The nearest town was a no-go; no doubt that was where the lawmen came from and no doubt where the sheriff’s buddy escaped to during the fight. It was a grim and short encounter, but it was going to end that way, despite their best efforts. Aside from that town there were settlements along the main road as well as some easy detours. I swallowed my last thoughts of food as it was going to be long trip before we could rest up.
“Pa!” Julia yelled once more.
I snapped out of my thoughts to hear what she did; the sound of pursuing horses and the familiar of clicking guns. Once more she had said ‘Pa’ and once more I did not chastise her, but instead turn my head, pointing my revolver under my arm as it gripped the reins. Keeping the horse under-control was easy with her, but shooting was all me. There were three riders and the closest who had his gun pointed at my back was the first to feel cold metal run him through and strike him dead.
He fell to the side, his leg caught in the straps of the saddle, swinging him beneath the horse. The painful entanglement caused the horse to stumble and soon buckle. I heard a bone or two break in the fall and soon the first rider disappeared into the cloud of dust that followed. The next tow riders were more cautious, but I wasn’t the warning-shot type; the next fall of the hammer had the second slumping over as a stream of red flowed from the back of his head.
The third felt hatred towards me, I could see it in his eyes as his fellow riders died so suddenly. However, the fear of God entered him when his eyes saw mine. He slowed down, backing away, but I wasn’t merciful. Witnesses gave me these problems to begin with, no more. I had him in my sights for a moment in the sights, but it was Julia who stopped me. She pulled my focus back to where the horse was going.

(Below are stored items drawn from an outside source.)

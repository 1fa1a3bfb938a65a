/// Compare two byte strings in constant time
///
/// Length mismatch returns early; equal-length inputs are always scanned in
/// full so a mismatch position cannot be inferred from timing.
pub fn constant_time_eq(provided: &[u8], expected: &[u8]) -> bool {
    provided.len() == expected.len()
        && provided
            .iter()
            .zip(expected.iter())
            .fold(0u8, |acc, (a, b)| acc | (a ^ b))
            == 0
}

/// Verify the gateway API key
pub fn verify_api_key(provided: &str, expected: &str) -> bool {
    constant_time_eq(provided.as_bytes(), expected.as_bytes())
}

#[cfg(test)]
mod tests {
    use super::*;

    #[test]
    fn test_verify_api_key_valid() {
        assert!(verify_api_key("test-key", "test-key"));
    }

    #[test]
    fn test_verify_api_key_invalid() {
        assert!(!verify_api_key("wrong-key", "test-key"));
    }

    #[test]
    fn test_verify_api_key_different_length() {
        assert!(!verify_api_key("short", "much-longer-key"));
    }

    #[test]
    fn test_verify_api_key_case_sensitive() {
        assert!(!verify_api_key("Test-Key", "test-key"));
    }

    #[test]
    fn test_constant_time_eq_bytes() {
        assert!(constant_time_eq(&[1, 2, 3], &[1, 2, 3]));
        assert!(!constant_time_eq(&[1, 2, 3], &[1, 2, 4]));
        assert!(!constant_time_eq(&[1, 2], &[1, 2, 3]));
        assert!(constant_time_eq(&[], &[]));
    }
}
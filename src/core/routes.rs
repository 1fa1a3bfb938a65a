// HTTP routes configuration

use crate::core::state::AppState;
use crate::handlers::{admin, alerts, fallback, health, metrics, users};
use axum::{
    routing::{get, post},
    Router,
};
use std::sync::Arc;

pub fn build_router(state: Arc<AppState>) -> Router {
    Router::new()
        // Public endpoints
        .route("/health", get(health::health_handler))
        .route("/user/role", get(users::role_handler))
        .route("/user/active", get(users::active_handler))
        .route("/user/info", get(users::info_handler))
        .route("/user/verify", post(users::verify_handler))
        .route("/admin/status", get(admin::status_handler))

        // Admin endpoints (require API key and an admin caller)
        .route("/user/register", post(users::register_handler))
        .route("/user/deactivate", post(users::deactivate_handler))
        .route("/user/reactivate", post(users::reactivate_handler))
        .route("/user/role/set", post(users::set_role_handler))
        .route("/admin/pause", post(admin::pause_handler))
        .route("/admin/unpause", post(admin::unpause_handler))

        // Ownership handover (require API key; owner or proposed owner)
        .route("/owner/transfer/propose", post(admin::propose_transfer_handler))
        .route("/owner/transfer/accept", post(admin::accept_transfer_handler))
        .route("/owner/transfer/cancel", post(admin::cancel_transfer_handler))

        // Monitoring endpoints (require API key)
        .route("/alerts", get(alerts::alerts_handler))
        .route("/metrics", get(metrics::metrics_handler))

        .fallback(fallback::fallback_handler)

        .with_state(state)
}
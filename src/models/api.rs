use crate::alerts::sink::ThresholdAlert;
use crate::models::address::Address;
use crate::models::user::UserView;
use crate::stores::user_registry::OwnershipTransfer;
use serde::{Deserialize, Serialize};

#[derive(Deserialize)]
pub struct ApiKeyQuery {
    pub api_key: String,
}

#[derive(Deserialize)]
pub struct AddressQuery {
    pub address: String,
}

#[derive(Deserialize)]
pub struct RegisterQuery {
    pub api_key: String,
    pub caller: String,
    pub address: String,
    #[serde(default)]
    pub name: String,
    /// Role name or numeric code
    pub role: String,
    /// Hex-encoded biometric reference
    pub biometric: String,
    #[serde(default)]
    pub department: String,
    #[serde(default)]
    pub employee_id: String,
    pub ts: Option<u64>,
}

#[derive(Deserialize)]
pub struct VerifyQuery {
    pub address: String,
    /// Hex-encoded presented token
    pub biometric: String,
    pub ts: Option<u64>,
}

#[derive(Deserialize)]
pub struct ActivationQuery {
    pub api_key: String,
    pub caller: String,
    pub address: String,
    pub ts: Option<u64>,
}

#[derive(Deserialize)]
pub struct SetRoleQuery {
    pub api_key: String,
    pub caller: String,
    pub address: String,
    pub role: String,
    pub ts: Option<u64>,
}

#[derive(Deserialize)]
pub struct CallerQuery {
    pub api_key: String,
    pub caller: String,
}

#[derive(Deserialize)]
pub struct TransferProposeQuery {
    pub api_key: String,
    pub caller: String,
    pub new_owner: String,
    pub ts: Option<u64>,
}

#[derive(Deserialize)]
pub struct TransferAcceptQuery {
    pub api_key: String,
    pub caller: String,
    pub ts: Option<u64>,
}

#[derive(Serialize, Deserialize)]
pub struct SuccessResponse {
    pub success: bool,
    pub message: String,
}

#[derive(Serialize, Deserialize)]
pub struct ErrorResponse {
    pub success: bool,
    pub error: String,
}

#[derive(Serialize, Deserialize)]
pub struct RoleResponse {
    pub success: bool,
    pub address: String,
    pub role: String,
    pub role_code: u8,
}

#[derive(Serialize, Deserialize)]
pub struct ActiveResponse {
    pub success: bool,
    pub address: String,
    pub active: bool,
}

#[derive(Serialize)]
pub struct UserInfoResponse {
    pub success: bool,
    pub user: UserView,
}

#[derive(Serialize, Deserialize)]
pub struct VerifyResponse {
    pub success: bool,
    pub matched: bool,
    pub failed_attempts: u32,
    pub alert: bool,
    pub locked_out: bool,
}

#[derive(Serialize)]
pub struct AlertListResponse {
    pub success: bool,
    pub total: u64,
    pub alerts: Vec<ThresholdAlert>,
}

#[derive(Serialize)]
pub struct RegistryStatusResponse {
    pub success: bool,
    pub owner: Address,
    pub paused: bool,
    pub pending_transfer: Option<OwnershipTransfer>,
}

#[derive(Serialize)]
pub struct TransferResponse {
    pub success: bool,
    pub transfer: OwnershipTransfer,
}
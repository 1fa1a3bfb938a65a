use crate::models::address::Address;
use crate::models::user::BiometricToken;
use crate::stores::user_registry::{
    RegistrySettings, DEFAULT_FAILED_ATTEMPT_THRESHOLD, DEFAULT_TRANSFER_WINDOW,
};
use anyhow::{anyhow, bail, Context, Result};
use serde::Deserialize;
use std::path::Path;

#[derive(Debug, Clone, Deserialize)]
pub struct Config {
    pub server: ServerConfig,
    pub registry: RegistryConfig,
    pub security: SecurityConfig,
    #[serde(default)]
    pub logging: LoggingConfig,
}

#[derive(Debug, Clone, Deserialize)]
pub struct ServerConfig {
    #[serde(default = "default_port")]
    pub port: u16,
    #[serde(default = "default_num_threads")]
    pub num_threads: usize,
}

#[derive(Debug, Clone, Deserialize)]
pub struct RegistryConfig {
    /// Hex address of the initial admin
    pub owner_address: String,
    /// Hex biometric reference of the initial owner
    #[serde(default)]
    pub owner_biometric: Option<String>,
    #[serde(default = "default_failed_attempt_threshold")]
    pub failed_attempt_threshold: u32,
    #[serde(default)]
    pub lockout_on_threshold: bool,
    #[serde(default = "default_alert_log_capacity")]
    pub alert_log_capacity: usize,
    #[serde(default = "default_transfer_window_secs")]
    pub transfer_window_secs: u64,
}

#[derive(Debug, Clone, Deserialize)]
pub struct SecurityConfig {
    /// Shared secret of the gateway that attests callers
    pub api_key: String,
    #[serde(default = "default_max_verifications_per_minute")]
    pub max_verifications_per_minute: u32,
}

#[derive(Debug, Clone, Deserialize)]
pub struct LoggingConfig {
    #[serde(default = "default_log_level")]
    pub level: String,
    #[serde(default = "default_log_format")]
    pub format: String,
    #[serde(default)]
    pub console: bool,
}

impl Default for LoggingConfig {
    fn default() -> Self {
        Self {
            level: default_log_level(),
            format: default_log_format(),
            console: false,
        }
    }
}

// Default value functions
fn default_port() -> u16 {
    8080
}

fn default_num_threads() -> usize {
    num_cpus::get()
}

fn default_failed_attempt_threshold() -> u32 {
    DEFAULT_FAILED_ATTEMPT_THRESHOLD
}

fn default_alert_log_capacity() -> usize {
    1024
}

fn default_transfer_window_secs() -> u64 {
    DEFAULT_TRANSFER_WINDOW
}

fn default_max_verifications_per_minute() -> u32 {
    30
}

fn default_log_level() -> String {
    "info".to_string()
}

fn default_log_format() -> String {
    "json".to_string()
}

impl RegistryConfig {
    pub fn owner(&self) -> Result<Address> {
        self.owner_address
            .parse::<Address>()
            .map_err(|e| anyhow!("Invalid owner_address '{}': {}", self.owner_address, e))
    }

    pub fn owner_biometric(&self) -> Result<Option<BiometricToken>> {
        let Some(encoded) = &self.owner_biometric else {
            return Ok(None);
        };
        let token = BiometricToken::from_hex(encoded)
            .map_err(|e| anyhow!("Invalid owner_biometric: {}", e))?;
        if token.is_empty() {
            bail!("owner_biometric must not be empty");
        }
        Ok(Some(token))
    }

    pub fn settings(&self) -> Result<RegistrySettings> {
        Ok(RegistrySettings {
            owner: self.owner()?,
            owner_biometric: self.owner_biometric()?,
            failed_attempt_threshold: self.failed_attempt_threshold,
            lockout_on_threshold: self.lockout_on_threshold,
            transfer_window: self.transfer_window_secs,
        })
    }
}

impl Config {
    /// Load configuration from a TOML file
    pub fn from_file(path: &Path) -> Result<Self> {
        let content = std::fs::read_to_string(path)
            .context(format!("Failed to read config file: {}", path.display()))?;

        Self::from_toml(&content)
    }

    pub fn from_toml(content: &str) -> Result<Self> {
        let config: Config = toml::from_str(content).context("Failed to parse config file")?;

        config.validate()?;

        Ok(config)
    }

    /// Validate configuration values
    pub fn validate(&self) -> Result<()> {
        if self.server.port == 0 {
            bail!("Server port must be greater than 0");
        }

        if self.server.num_threads == 0 {
            bail!("num_threads must be greater than 0");
        }

        let owner = self.registry.owner()?;
        if owner.is_zero() {
            bail!("owner_address must not be the zero address");
        }

        if self.registry.failed_attempt_threshold == 0 {
            bail!("failed_attempt_threshold must be greater than 0");
        }

        self.registry.owner_biometric()?;

        if self.registry.alert_log_capacity == 0 {
            bail!("alert_log_capacity must be greater than 0");
        }

        if self.registry.transfer_window_secs == 0 {
            bail!("transfer_window_secs must be greater than 0");
        }

        if self.security.api_key.is_empty() {
            bail!("api_key must not be empty");
        }

        if self.security.max_verifications_per_minute == 0 {
            bail!("max_verifications_per_minute must be greater than 0");
        }

        let valid_levels = ["trace", "debug", "info", "warn", "error"];
        if !valid_levels.contains(&self.logging.level.as_str()) {
            bail!(
                "Invalid log level '{}'. Must be one of: trace, debug, info, warn, error",
                self.logging.level
            );
        }

        let valid_formats = ["json", "console"];
        if !valid_formats.contains(&self.logging.format.as_str()) {
            bail!(
                "Invalid log format '{}'. Must be one of: json, console",
                self.logging.format
            );
        }

        Ok(())
    }
}
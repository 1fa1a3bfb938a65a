// Centralized error handling for the registry

use axum::{
    http::StatusCode,
    response::{IntoResponse, Json, Response},
};
use thiserror::Error;

/// Failures of registry operations. No variant is ever raised after a
/// mutation has been applied.
#[derive(Error, Debug, Clone, PartialEq, Eq)]
pub enum RegistryError {
    #[error("Caller is not an active admin")]
    Unauthorized,

    #[error("Address is already registered")]
    AlreadyRegistered,

    #[error("User not found")]
    NotFound,

    #[error("User account is inactive")]
    InactiveAccount,

    #[error("Timestamp {provided} is earlier than last recorded action at {last}")]
    InvalidTimestamp { provided: u64, last: u64 },

    #[error("Owner address must not be zero")]
    InvalidOwner,

    #[error("Failed attempt threshold must be greater than 0")]
    InvalidThreshold,

    #[error("The owner's role cannot be changed")]
    OwnerProtected,

    #[error("Biometric reference must not be empty")]
    EmptyBiometric,

    #[error("No biometric reference is enrolled for this user")]
    NotEnrolled,

    #[error("Registry is paused")]
    Paused,

    #[error("Ownership transfer window must be greater than 0")]
    InvalidTransferWindow,

    #[error("Ownership cannot be transferred to the current owner")]
    InvalidTransfer,

    #[error("No ownership transfer is pending")]
    NoPendingTransfer,

    #[error("Ownership transfer expired at {expiry}")]
    TransferExpired { expiry: u64 },
}

impl RegistryError {
    pub fn is_permission_error(&self) -> bool {
        matches!(
            self,
            RegistryError::Unauthorized | RegistryError::InactiveAccount | RegistryError::OwnerProtected
        )
    }

    pub fn status_code(&self) -> StatusCode {
        match self {
            RegistryError::Unauthorized => StatusCode::FORBIDDEN,
            RegistryError::InactiveAccount => StatusCode::FORBIDDEN,
            RegistryError::NotFound => StatusCode::NOT_FOUND,
            RegistryError::AlreadyRegistered => StatusCode::CONFLICT,
            RegistryError::OwnerProtected => StatusCode::CONFLICT,
            RegistryError::InvalidTimestamp { .. } => StatusCode::BAD_REQUEST,
            RegistryError::InvalidOwner => StatusCode::BAD_REQUEST,
            RegistryError::InvalidThreshold => StatusCode::BAD_REQUEST,
            RegistryError::EmptyBiometric => StatusCode::BAD_REQUEST,
            RegistryError::NotEnrolled => StatusCode::CONFLICT,
            RegistryError::Paused => StatusCode::SERVICE_UNAVAILABLE,
            RegistryError::InvalidTransferWindow => StatusCode::BAD_REQUEST,
            RegistryError::InvalidTransfer => StatusCode::BAD_REQUEST,
            RegistryError::NoPendingTransfer => StatusCode::NOT_FOUND,
            RegistryError::TransferExpired { .. } => StatusCode::GONE,
        }
    }
}

pub type RegistryResult<T> = Result<T, RegistryError>;

#[derive(Error, Debug)]
pub enum ApiError {
    #[error("Invalid API key")]
    InvalidApiKey,

    #[error("Invalid parameter: {0}")]
    InvalidParameter(String),

    #[error("Rate limit exceeded")]
    RateLimitExceeded,

    #[error("Resource not found: {0}")]
    RouteNotFound(String),

    #[error(transparent)]
    Registry(#[from] RegistryError),

    #[error("Internal server error: {0}")]
    InternalError(String),
}

impl IntoResponse for ApiError {
    fn into_response(self) -> Response {
        use crate::models::api::ErrorResponse;

        let status = match &self {
            ApiError::InvalidApiKey => StatusCode::UNAUTHORIZED,
            ApiError::InvalidParameter(_) => StatusCode::BAD_REQUEST,
            ApiError::RateLimitExceeded => StatusCode::TOO_MANY_REQUESTS,
            ApiError::RouteNotFound(_) => StatusCode::NOT_FOUND,
            ApiError::Registry(err) => err.status_code(),
            ApiError::InternalError(_) => StatusCode::INTERNAL_SERVER_ERROR,
        };

        (
            status,
            Json(ErrorResponse {
                success: false,
                error: self.to_string(),
            }),
        )
            .into_response()
    }
}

We were heading down a treacherous path; uneven path and from what I could see, there were holes, most likely done by moles. That spelled death for the horse, so I pulled the reins sharply to a stop and the horse did just that. We slowed down fast and immediately I climbed down from the horse while Julia held the reins, patting the side of the horse’s neck to keep him calm.
The third lawman stopped not far off and I pointed my gun in his direction. He did not move, knowing that his next move would decide what was to come.
“Do you want to die, son?” I asked moving closer, my finger feeling a little heavier with each step.
“No, I don’t, but…” the lawman began.
“Your next words best be ‘my horse won’t move’ or I swear…” I spat.
“What?” I yelled without taking my eyes away from the lawman.
“No more killin’, we can go,” Julia told me. “You won’t kill him, will you, mister?”
I kept quiet and stared at the lawman with fierceness. His eyes darted from Julia to me.
“The girl asked you a question, waistcoat,” I reminded him in case he forgot.
“I can’t let the Devil’s child run free, girl,” the lawman replied shakily, although I had to admire such bravery in the face of death.
“Then you get what you get,” Julia told him with a voice so innocent the words felt colder.
His jaw dropped and he looked to me, probably the first look I ever received as a father than as a wanted man. I shrugged in reply and pulled the trigger. His body hit the ground on the other side of the horse. He didn’t have a chance in hell, but hearing Julia sentence him to death did make me feel uneasy in the moment. I climbed back onto the horse and we continued down a safer path.
“Will we ever find a place where we can stay?” Julia asked meekly.
“Who knows, you might get lucky this time,” I muttered.
“What about you?”
Once more I ignored her question; however, I did ask one of my own.
“When did you start calling me ‘Pa’?”
“When you started using my name and not ‘girl’”
For once this whole encounter I smirked, however brief it was.